Есть моя мысль, и есть Бог. Отсюда все и исходит. От Бога картезианская наука нисходит к вещам и дедуцирует Физику. Только совершенное знание, знание причин соразмерно притязаниям философа. Ему также известна вся вселенная a priori и согласно самому порядку творческого Разума. (Если же у него это не выйдет, Декартово знание протянет руку метафизике Спинозы.) А чего он ожидает от чувств — ведь не совсем же, в конце концов, забыл мыслитель, что мы люди? Чувства играют лишь привходящую роль — в частности, осуществляют выбор между различными равно возможными идеальными комбинациями, показывая нам, которая из них осуществляется на деле.
Таким предстает перед нами в первом своем проявлении независимость картезианского разума от вещей: интеллект отделяется от чувств, посредством которых он находился в соприкосновении с вещами, с единичным существующим. Телесность в деле познания презрена; животное знание, изначально связывающее нас с тварным миром, отринуто. Отринута и собственно человеческая особенность — невозможность познавать иначе, как интеллектом и чувствами совместно, то, что ангел познает одним интеллектом. И эта славная наука отправляется в путь. Занимать ли ей уверенности в себе? Она собралась далеко… Но за поворотом ее ожидает Кант и говорит ей: если чувства дают нам только чистую кажимость, а не переносят в наш ум то, что есть, — значит, тебе, гордячка, для перехода к бытию нужна сверхчувственная интуиция — та самая, которой наделены бестелесные духи, по образу коих тебя переделали. Но у тебя в поклаже такой интуиции нет. Ergo ты никак не можешь познать то, что есть, и все твои a priori — только костяк для явлений.
12. У картезианской независимости от вещей есть и другой аспект — пожалуй, более характерный для нее. Он относится не столько к чувственным вещам как таковым, сколько к заключенной в них интеллигибельности, а значит, к предмету, свойственному самому интеллекту.
Для св. Фомы из абстрагирующей природы нашего интеллекта логически следует, что единственный абсолютно первичный объект, которого он может достичь, — это Бытие вообще; в Нем он разрешает все свои представления, научаясь, под диктовку опыта, эксплицировать содержащиеся в нем самом различия. Но более чем очевидно, что Бытие, пропитывающее все вещи, не враждебно никакой реальности: оно принимает любую; для всей, если можно так выразиться, фауны творения, для всех форм, источаемых Творчеством Божиим — благородных и редких, убогих и роскошных, — оно лоно Авраамово, в котором они покоятся. Отсюда явствует, что исследование, проводимое в соответствии с бытием, вырабатывающее понятия нашего сознания согласно требованиям действительности, покорное аналогии трансценденталий, верно и послушно, любовно и благочестиво следующее контурам того, что есть, сможет проникнуть внутрь вещей и установить с сущностями умопостигаемое общение, ни в чем не вредя их неповторимости и единству, их собственной тайне.
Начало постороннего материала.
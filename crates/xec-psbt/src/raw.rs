//! Record-level framing shared by the global, input and output maps.
//!
//! A map is a run of `<key> <value>` records, each a VarInt-prefixed byte
//! string, closed by a zero-length key. The first key byte is the record
//! type. Composite values (transactions, outputs, sighash) are additionally
//! framed: the value's length prefix must match exactly what decoding the
//! payload consumed.

use std::collections::{BTreeMap, BTreeSet};

use log::trace;
use xec_primitives::ec::PublicKey;
use xec_primitives::util::{ByteReader, ByteWriter, VarInt};
use xec_sign::KeyOriginInfo;

use crate::{DecodeConfig, PsbtError};

/// Magic bytes at the start of every PSBT: `psbt` followed by 0xff.
pub const PSBT_MAGIC_BYTES: [u8; 5] = [0x70, 0x73, 0x62, 0x74, 0xff];

/// The zero-length key closing each map.
pub const PSBT_SEPARATOR: u8 = 0x00;

fn to_len(value: u64) -> usize {
    usize::try_from(value).unwrap_or(usize::MAX)
}

fn read_bounded<'a>(
    reader: &mut ByteReader<'a>,
    max: usize,
    what: &str,
) -> Result<&'a [u8], PsbtError> {
    let len = to_len(reader.read_varint()?.value());
    if len > max {
        return Err(PsbtError::LimitExceeded(format!(
            "{} of {} bytes exceeds {}",
            what, len, max
        )));
    }
    Ok(reader.read_bytes(len)?)
}

/// Reads the keys of one map, enforcing uniqueness and decode limits.
pub(crate) struct MapReader<'c> {
    config: &'c DecodeConfig,
    seen: BTreeSet<Vec<u8>>,
}

impl<'c> MapReader<'c> {
    pub(crate) fn new(config: &'c DecodeConfig) -> Self {
        MapReader {
            config,
            seen: BTreeSet::new(),
        }
    }

    /// Read the next record key.
    ///
    /// # Returns
    /// `None` at the separator, otherwise the raw key (never empty).
    pub(crate) fn next_key<'a>(
        &mut self,
        reader: &mut ByteReader<'a>,
    ) -> Result<Option<&'a [u8]>, PsbtError> {
        let key = read_bounded(reader, self.config.max_key_size, "key")?;
        if key.is_empty() {
            return Ok(None);
        }
        if self.seen.len() >= self.config.max_entries_per_map {
            return Err(PsbtError::LimitExceeded(format!(
                "more than {} records in one map",
                self.config.max_entries_per_map
            )));
        }
        if !self.seen.insert(key.to_vec()) {
            return Err(PsbtError::DuplicateKey(hex::encode(key)));
        }
        trace!("psbt record type {:#04x}, key {} bytes", key[0], key.len());
        Ok(Some(key))
    }

    /// Read a plain length-prefixed value.
    pub(crate) fn read_value<'a>(&self, reader: &mut ByteReader<'a>) -> Result<&'a [u8], PsbtError> {
        read_bounded(reader, self.config.max_value_size, "value")
    }

    /// Read a framed value, decoding its payload in place.
    pub(crate) fn read_framed<'a, T>(
        &self,
        reader: &mut ByteReader<'a>,
        decode: impl FnOnce(&mut ByteReader<'a>) -> Result<T, PsbtError>,
    ) -> Result<T, PsbtError> {
        let declared = to_len(reader.read_varint()?.value());
        if declared > self.config.max_value_size {
            return Err(PsbtError::LimitExceeded(format!(
                "value of {} bytes exceeds {}",
                declared, self.config.max_value_size
            )));
        }
        let start = reader.position();
        let value = decode(reader)?;
        let consumed = reader.position() - start;
        if consumed != declared {
            return Err(PsbtError::LengthMismatch { declared, consumed });
        }
        Ok(value)
    }

    /// Read the value of a BIP32 derivation record keyed by `key`
    /// into `keypaths`.
    pub(crate) fn read_keypath(
        &self,
        reader: &mut ByteReader,
        key: &[u8],
        keypaths: &mut BTreeMap<PublicKey, KeyOriginInfo>,
    ) -> Result<(), PsbtError> {
        let pub_key = key_pub_key(key)?;
        if keypaths.contains_key(&pub_key) {
            return Err(PsbtError::DuplicateKey(hex::encode(key)));
        }

        let value = self.read_value(reader)?;
        if value.is_empty() || value.len() % 4 != 0 {
            return Err(PsbtError::InvalidKeyPath(value.len()));
        }
        let mut fingerprint = [0u8; 4];
        fingerprint.copy_from_slice(&value[..4]);
        let path = value[4..]
            .chunks_exact(4)
            .map(|c| u32::from_le_bytes([c[0], c[1], c[2], c[3]]))
            .collect();
        keypaths.insert(pub_key, KeyOriginInfo::new(fingerprint, path));
        Ok(())
    }
}

/// Require a singular record key to be the bare type byte.
pub(crate) fn expect_type_only(key: &[u8]) -> Result<(), PsbtError> {
    if key.len() != 1 {
        return Err(PsbtError::InvalidKeyLength {
            key_type: key[0],
            len: key.len(),
        });
    }
    Ok(())
}

/// Parse the public key carried after the type byte of `key`.
pub(crate) fn key_pub_key(key: &[u8]) -> Result<PublicKey, PsbtError> {
    if key.len() != 34 && key.len() != 66 {
        return Err(PsbtError::InvalidKeyLength {
            key_type: key[0],
            len: key.len(),
        });
    }
    PublicKey::from_bytes(&key[1..]).map_err(|e| PsbtError::InvalidPublicKey(e.to_string()))
}

/// Write one `<key> <value>` record.
pub(crate) fn write_record(writer: &mut ByteWriter, key: &[u8], value: &[u8]) {
    writer.write_var_bytes(key);
    writer.write_var_bytes(value);
}

/// Write a record whose key is `key_type` followed by `pub_key`.
pub(crate) fn write_pub_key_record(
    writer: &mut ByteWriter,
    key_type: u8,
    pub_key: &PublicKey,
    value: &[u8],
) {
    let mut key = Vec::with_capacity(66);
    key.push(key_type);
    key.extend_from_slice(&pub_key.to_bytes());
    write_record(writer, &key, value);
}

/// Write BIP32 derivation records in public-key order.
pub(crate) fn write_keypaths(
    writer: &mut ByteWriter,
    key_type: u8,
    keypaths: &BTreeMap<PublicKey, KeyOriginInfo>,
) {
    for (pub_key, origin) in keypaths {
        let mut value = Vec::with_capacity(4 * (origin.path.len() + 1));
        value.extend_from_slice(&origin.fingerprint);
        for index in &origin.path {
            value.extend_from_slice(&index.to_le_bytes());
        }
        write_pub_key_record(writer, key_type, pub_key, &value);
    }
}

/// Write preserved unknown records verbatim.
pub(crate) fn write_unknown(writer: &mut ByteWriter, unknown: &BTreeMap<Vec<u8>, Vec<u8>>) {
    for (key, value) in unknown {
        write_record(writer, key, value);
    }
}

/// Close a map.
pub(crate) fn write_separator(writer: &mut ByteWriter) {
    writer.write_varint(VarInt(0));
}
Вот почему, хотя рассудок томиста, как всякий человеческий рассудок, может быть узок и негибок, совершенно несоразмерен защищаемой им мудрости, он все же может сказать себе в утешение, что, согласно учителю, нет ни единой вещи на небе и на земле, которая в богословии была бы
Напротив, для Декарта — и это логически следует из его иннативизма — мысль находит в себе множество готовых идей, нередуцируемых и неразрешимых, каждая из которых ясна сама по себе, является предметом первичной интуиции, — умопостигаемых элементов, к которым должно сводиться все, что относится к познанию. Это «простые природы» — как бы атомы очевидности и интеллигибельности[234]. Упразднив материальное разрешение наших понятий в вещах, Декарт точно так же упразднил и их формальное разрешение в бытии.
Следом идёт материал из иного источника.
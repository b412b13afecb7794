//! ECDSA signature with strict DER serialization.
//!
//! Signatures are produced with RFC6979 deterministic nonces and always
//! serialized with a low S value, so the same key and hash give the same
//! bytes on every run.

use k256::ecdsa::signature::hazmat::{PrehashSigner, PrehashVerifier};
use k256::ecdsa;

use crate::ec::private_key::PrivateKey;
use crate::ec::public_key::PublicKey;
use crate::PrimitivesError;

/// Length of the message hash a signature commits to.
const HASH_LEN: usize = 32;

/// An ECDSA signature over secp256k1.
#[derive(Clone, Debug, PartialEq, Eq)]
pub struct Signature {
    inner: ecdsa::Signature,
}

impl Signature {
    /// Build a signature from raw big-endian R and S values.
    ///
    /// # Returns
    /// An error if either value is zero or not below the curve order.
    pub fn new(r: [u8; 32], s: [u8; 32]) -> Result<Self, PrimitivesError> {
        let inner = ecdsa::Signature::from_scalars(k256::FieldBytes::from(r), k256::FieldBytes::from(s))
            .map_err(|e| PrimitivesError::InvalidSignature(e.to_string()))?;
        Ok(Signature { inner })
    }

    /// Parse a strict DER-encoded signature (without a sighash byte).
    ///
    /// Expected format: `30 <len> 02 <r_len> <r> 02 <s_len> <s>`.
    pub fn from_der(bytes: &[u8]) -> Result<Self, PrimitivesError> {
        let inner = ecdsa::Signature::from_der(bytes)
            .map_err(|e| PrimitivesError::InvalidSignature(format!("malformed DER: {}", e)))?;
        Ok(Signature { inner })
    }

    /// Serialize in DER format, normalizing S to the lower half of the order.
    pub fn to_der(&self) -> Vec<u8> {
        self.normalized().to_der().as_bytes().to_vec()
    }

    /// R component as 32 big-endian bytes.
    pub fn r(&self) -> [u8; 32] {
        let mut out = [0u8; 32];
        out.copy_from_slice(&self.inner.split_bytes().0);
        out
    }

    /// S component as 32 big-endian bytes.
    pub fn s(&self) -> [u8; 32] {
        let mut out = [0u8; 32];
        out.copy_from_slice(&self.inner.split_bytes().1);
        out
    }

    /// Whether S is already in the lower half of the curve order.
    pub fn is_low_s(&self) -> bool {
        self.inner.normalize_s().is_none()
    }

    /// Sign a 32-byte hash with RFC6979 nonces.
    ///
    /// # Arguments
    /// * `hash` - The message hash to sign; must be 32 bytes.
    /// * `priv_key` - The private key to sign with.
    ///
    /// # Returns
    /// A low-S `Signature`, or an error if the hash has the wrong length.
    pub fn sign(hash: &[u8], priv_key: &PrivateKey) -> Result<Self, PrimitivesError> {
        if hash.len() != HASH_LEN {
            return Err(PrimitivesError::InvalidSignature(format!(
                "message hash must be {} bytes, got {}",
                HASH_LEN,
                hash.len()
            )));
        }
        let sig: ecdsa::Signature = priv_key
            .signing_key()
            .sign_prehash(hash)
            .map_err(|e| PrimitivesError::InvalidSignature(e.to_string()))?;
        Ok(Signature { inner: sig }.normalized_sig())
    }

    /// Verify this signature against a 32-byte hash and public key.
    ///
    /// High-S signatures are verified as their low-S equivalent.
    pub fn verify(&self, hash: &[u8], pub_key: &PublicKey) -> bool {
        if hash.len() != HASH_LEN {
            return false;
        }
        pub_key
            .verifying_key()
            .verify_prehash(hash, &self.normalized())
            .is_ok()
    }

    fn normalized(&self) -> ecdsa::Signature {
        self.inner.normalize_s().unwrap_or_else(|| self.inner.clone())
    }

    fn normalized_sig(self) -> Self {
        Signature { inner: self.normalized() }
    }
}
Ангелы тоже не вырабатывают своих идей из общей ткани бытия, но потому, что одной-единственной своей понимающей идеей они исчерпывают всю действительность того или иного разряда тварного мира. Если же не искать разрешения вещей в бытии, а редуцировать их к простым сущностям — все душевное к мысли, все материальное к пространству и движению, — это может привести лишь к неисчислимому ущербу для разумения, которое, так или иначе, остается дискурсивным и вся работа которого состоит в сочетании все большего числа понятий.
Картезианский переворот в данном случае привел ни больше, ни меньше, как к радикальному изменению самого понятия постижимости и, соответственно, самого типа научного мышления и «объяснения».